The HCC, approximately 3 cm in diameter, was located just above the IVC (Figure 1). A limited hepatectomy was selected because the patient had a relatively advanced cirrhotic liver and the preoperative evaluations predicted that an extended hepatectomy would have led to postoperative liver failure.

Figure 1.

Hepatocellular carcinoma in Patient 1 located just above the inferior vena cava

Figure 2 shows a schematic diagram of the surgical procedure. Patient 1 had a relatively large IRHV. This vein was kept intact because its division could have caused congestion of the posterior sector.

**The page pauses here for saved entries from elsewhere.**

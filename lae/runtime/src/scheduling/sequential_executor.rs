//! Sequential Executor - Caller-Thread Fallback
//!
//! Runs each task inline, in submission order. Useful for debugging the
//! engine without threads; task errors surface directly to the caller.

use super::report::{ExecutorReport, WorkerStats};
use super::worker::{panic_message, Task};
use super::TaskExecutor;
use crate::error::{LaeError, LaeResult};
use std::panic::{catch_unwind, AssertUnwindSafe};
use std::sync::atomic::{AtomicBool, AtomicU64, Ordering};
use std::time::Instant;

pub struct SequentialExecutor {
    busy_nanos: AtomicU64,
    shut_down: AtomicBool,
}

impl SequentialExecutor {
    /// Only a single "thread" (the caller) is supported
    pub fn new(num_threads: usize) -> LaeResult<Self> {
        if num_threads != 1 {
            return Err(LaeError::InvalidArgument(format!(
                "sequential executor supports exactly 1 thread, got {num_threads}"
            )));
        }
        Ok(Self {
            busy_nanos: AtomicU64::new(0),
            shut_down: AtomicBool::new(false),
        })
    }

    /// Run `task` on the calling thread
    pub fn submit(&self, task: Task) -> LaeResult<()> {
        if self.shut_down.load(Ordering::SeqCst) {
            return Err(LaeError::IllegalState("executor is shut down".to_string()));
        }
        let started = Instant::now();
        let outcome = catch_unwind(AssertUnwindSafe(task));
        let elapsed = u64::try_from(started.elapsed().as_nanos()).unwrap_or(u64::MAX);
        self.busy_nanos.fetch_add(elapsed, Ordering::Relaxed);

        match outcome {
            Ok(result) => result,
            Err(payload) => Err(LaeError::TaskPanicked(panic_message(payload.as_ref()))),
        }
    }
}

impl TaskExecutor for SequentialExecutor {
    fn submit_all(&self, tasks: Vec<Task>) -> LaeResult<()> {
        for task in tasks {
            self.submit(task)?;
        }
        Ok(())
    }

    fn report(&self) -> ExecutorReport {
        let busy_nanos = self.busy_nanos.load(Ordering::Relaxed);
        ExecutorReport {
            workers: vec![WorkerStats {
                id: 0,
                fatigue_factor: 1.0,
                busy_nanos,
                idle_nanos: 0,
                fatigue: busy_nanos as f64,
            }],
        }
    }

    fn shutdown(&self) -> LaeResult<()> {
        self.shut_down.store(true, Ordering::SeqCst);
        Ok(())
    }
}
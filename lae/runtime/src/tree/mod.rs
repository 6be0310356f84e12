//! Tree - Expression Trees Over Matrices
//!
//! The engine reduces a tree one resolvable node at a time through the
//! `ExpressionNode` capability trait. `ComputationNode` is the owned tree
//! used by the driver; `input` and `output` move trees and results in and
//! out of JSON files.

pub mod input;
mod node;
pub mod output;

pub use node::{ComputationNode, ExpressionNode, NodeKind};
pub use output::RunOutput;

The liver was split into the right and left hemilivers by dividing the liver parenchyma along the right side of the middle hepatic vein using a hanging maneuver with a cotton tape introduced into the space between the posterior surface of the liver and the anterior surface of the IVC. The liver parenchyma was divided between the medial sector and the dorsal sector using a hanging maneuver with a cotton tape placed in the fissure of the ligamentum venosum.

Figure 2.

Schematic diagram of the hanging maneuvers for the isolated resection of the dorsal sector used in Patient 1 IRHV, the inferior right hepatic vein; IVC, the inferior vena cava; MHV, the middle hepatic vein; T, tumor

The patient was placed in the supine position. The abdomen was opened by bilateral subcostal incisions with an upper midline extension. There was a small amount of ascites and the liver had a cirrhotic appearance. Cholecystectomy was performed and a tube was inserted into the cystic duct for cholangiography. The right lobe was mobilized clockwise by dividing the right triangular ligament. The IVC ligament was divided, and the SRHV and the IRHV were individually encircled with a tape. A thin cotton tape was introduced from the groove between the SRHV and the confluence of the MHV and the LHV to the left-side space of the IRHV (Figure 3).

Figure 3.

Introducing a cotton tape along the left-side spaces of the superior and the inferior hepatic veins SRHV, the superior right hepatic vein; IRHV, the inferior right hepatic vein

The procedure moved on to the hepatic hilum. The right Glisson sheath was encircled with a tape. A small notch was made on the lowest part of the dividing plane as a hook for the hanging tape (Figure 4).

Figure 4.

Taping of the right Glisson sheath

The left lateral lobe was mobilized counterclockwise by dividing the left triangular ligament. The ligamentum venosum was divided near the LHV (Figure 5). Thereafter, the confluence of the MHV and the LHV was encircled with a tape.

Figure 5.

Division of the ligamentum venosum

The tail of the cotton tape was introduced into the groove between the right and the left Glisson sheath. The liver was split into the right and the left hemilivers by pulling up the cotton tape upwards (Figure 6, 7).

Figure 6.

Splitting of the liver into the right and left hemilivers using a hanging maneuver (schematic diagram) LHV, the left hepatic vein; MHV, the middle hepatic vein; SRHV, the superior right hepatic vein

Figure 7.

Splitting of the liver into the right and left hemilivers using a hanging maneuver (photograph)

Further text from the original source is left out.